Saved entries
+ + + + +
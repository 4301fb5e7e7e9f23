// Copyright 2026 the Kerf Authors
// SPDX-License-Identifier: Apache-2.0 OR MIT

use core::fmt;

use peniko::kurbo::{Point, Rect};

use crate::cache::GlyphCache;
use crate::font::{Font, GlyphMetrics, GlyphResolver};
use crate::glyph::GlyphBuffer;
use crate::iter::WidthIterator;
use crate::run::TextRun;
use crate::style::RunStyle;
use crate::unicode::UnicodeData;

/// Measurement entry points over a font and a glyph source.
///
/// A measurer borrows the font, the caller's glyph source, the caller-owned
/// glyph cache, and the shared Unicode data, and constructs a fresh
/// [`WidthIterator`] per call. It holds no state between calls beyond what
/// accumulates in the cache.
pub struct TextMeasurer<'a, S> {
    font: &'a Font,
    source: &'a S,
    cache: &'a mut GlyphCache,
    unicode: &'a UnicodeData,
}

impl<'a, S: GlyphResolver + GlyphMetrics> TextMeasurer<'a, S> {
    /// Binds a measurer to a font, glyph source, and cache.
    pub fn new(
        font: &'a Font,
        source: &'a S,
        cache: &'a mut GlyphCache,
        unicode: &'a UnicodeData,
    ) -> Self {
        Self {
            font,
            source,
            cache,
            unicode,
        }
    }

    /// The advance width of the run's sub-range.
    pub fn width(&mut self, run: &TextRun<'_>, style: &RunStyle) -> f32 {
        let mut iter =
            WidthIterator::new(self.font, *run, *style, self.source, self.cache, self.unicode);
        iter.advance(run.to(), None);
        iter.run_width_so_far()
    }

    /// The advance width of the run's sub-range, also appending the
    /// resolved glyphs to `buffer` in logical order.
    pub fn width_with_buffer(
        &mut self,
        run: &TextRun<'_>,
        style: &RunStyle,
        buffer: &mut GlyphBuffer,
    ) -> f32 {
        let mut iter =
            WidthIterator::new(self.font, *run, *style, self.source, self.cache, self.unicode);
        iter.advance(run.to(), Some(buffer));
        iter.run_width_so_far()
    }

    /// The advance width rounded to the nearest integer pixel.
    #[allow(
        clippy::cast_possible_truncation,
        reason = "text advances are far below i32 range"
    )]
    pub fn rounded_width(&mut self, run: &TextRun<'_>, style: &RunStyle) -> i32 {
        self.width(run, style).round() as i32
    }

    /// The character offset within the sub-range whose glyph covers the
    /// position `x`, for hit testing.
    ///
    /// With `include_partial_glyphs`, a position past the midpoint of a
    /// glyph resolves to the following character boundary, which is the
    /// behavior expected for caret placement from a click.
    pub fn offset_for_position(
        &mut self,
        run: &TextRun<'_>,
        style: &RunStyle,
        x: f32,
        include_partial_glyphs: bool,
    ) -> usize {
        let mut delta = x;
        let mut buffer = GlyphBuffer::new();
        let mut offset;

        if style.rtl {
            // Right-to-left glyphs accumulate from the right edge.
            delta -= self.width(run, style);
            let mut iter =
                WidthIterator::new(self.font, *run, *style, self.source, self.cache, self.unicode);
            loop {
                offset = iter.current_character();
                let Some(w) = iter.advance_one_character(&mut buffer) else {
                    break;
                };
                delta += w;
                if include_partial_glyphs {
                    if delta - w / 2.0 >= 0.0 {
                        break;
                    }
                } else if delta >= 0.0 {
                    break;
                }
            }
        } else {
            let mut iter =
                WidthIterator::new(self.font, *run, *style, self.source, self.cache, self.unicode);
            loop {
                offset = iter.current_character();
                let Some(w) = iter.advance_one_character(&mut buffer) else {
                    break;
                };
                delta -= w;
                if include_partial_glyphs {
                    if delta + w / 2.0 <= 0.0 {
                        break;
                    }
                } else if delta <= 0.0 {
                    break;
                }
            }
        }

        offset - run.from()
    }

    /// The pixel-snapped rectangle covering the run's sub-range, for
    /// selection highlighting.
    ///
    /// The left edge floors and the right edge rounds, a compromise that
    /// keeps caret positioning consistent with the width rounding applied
    /// during measurement.
    pub fn selection_rect(
        &mut self,
        run: &TextRun<'_>,
        style: &RunStyle,
        origin: Point,
        height: f32,
    ) -> Rect {
        let complete = run.to_complete();
        let mut iter = WidthIterator::new(
            self.font,
            complete,
            *style,
            self.source,
            self.cache,
            self.unicode,
        );
        iter.advance(run.from(), None);
        let before_width = iter.run_width_so_far();
        iter.advance(run.to(), None);
        let after_width = iter.run_width_so_far();

        if style.rtl {
            iter.advance(run.len(), None);
            let total_width = iter.run_width_so_far();
            let left = (total_width - after_width).floor();
            let right = (total_width - before_width).round();
            Rect::new(
                origin.x + f64::from(left),
                origin.y,
                origin.x + f64::from(right),
                origin.y + f64::from(height),
            )
        } else {
            Rect::new(
                origin.x + f64::from(before_width.floor()),
                origin.y,
                origin.x + f64::from(after_width.round()),
                origin.y + f64::from(height),
            )
        }
    }
}

impl<S> fmt::Debug for TextMeasurer<'_, S> {
    fn fmt(&self, f: &mut fmt::Formatter<'_>) -> fmt::Result {
        f.debug_struct("TextMeasurer")
            .field("font", &self.font)
            .finish_non_exhaustive()
    }
}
+ + + + +
## Task brief
Write out exactly those lines of the records above that lie from the one with "let after_width = iter.run_width_so_far();" through the last line, including both.

## Exercise result
        let after_width = iter.run_width_so_far();

        if style.rtl {
            iter.advance(run.len(), None);
            let total_width = iter.run_width_so_far();
            let left = (total_width - after_width).floor();
            let right = (total_width - before_width).round();
            Rect::new(
                origin.x + f64::from(left),
                origin.y,
                origin.x + f64::from(right),
                origin.y + f64::from(height),
            )
        } else {
            Rect::new(
                origin.x + f64::from(before_width.floor()),
                origin.y,
                origin.x + f64::from(after_width.round()),
                origin.y + f64::from(height),
            )
        }
    }
}

impl<S> fmt::Debug for TextMeasurer<'_, S> {
    fn fmt(&self, f: &mut fmt::Formatter<'_>) -> fmt::Result {
        f.debug_struct("TextMeasurer")
            .field("font", &self.font)
            .finish_non_exhaustive()
    }
}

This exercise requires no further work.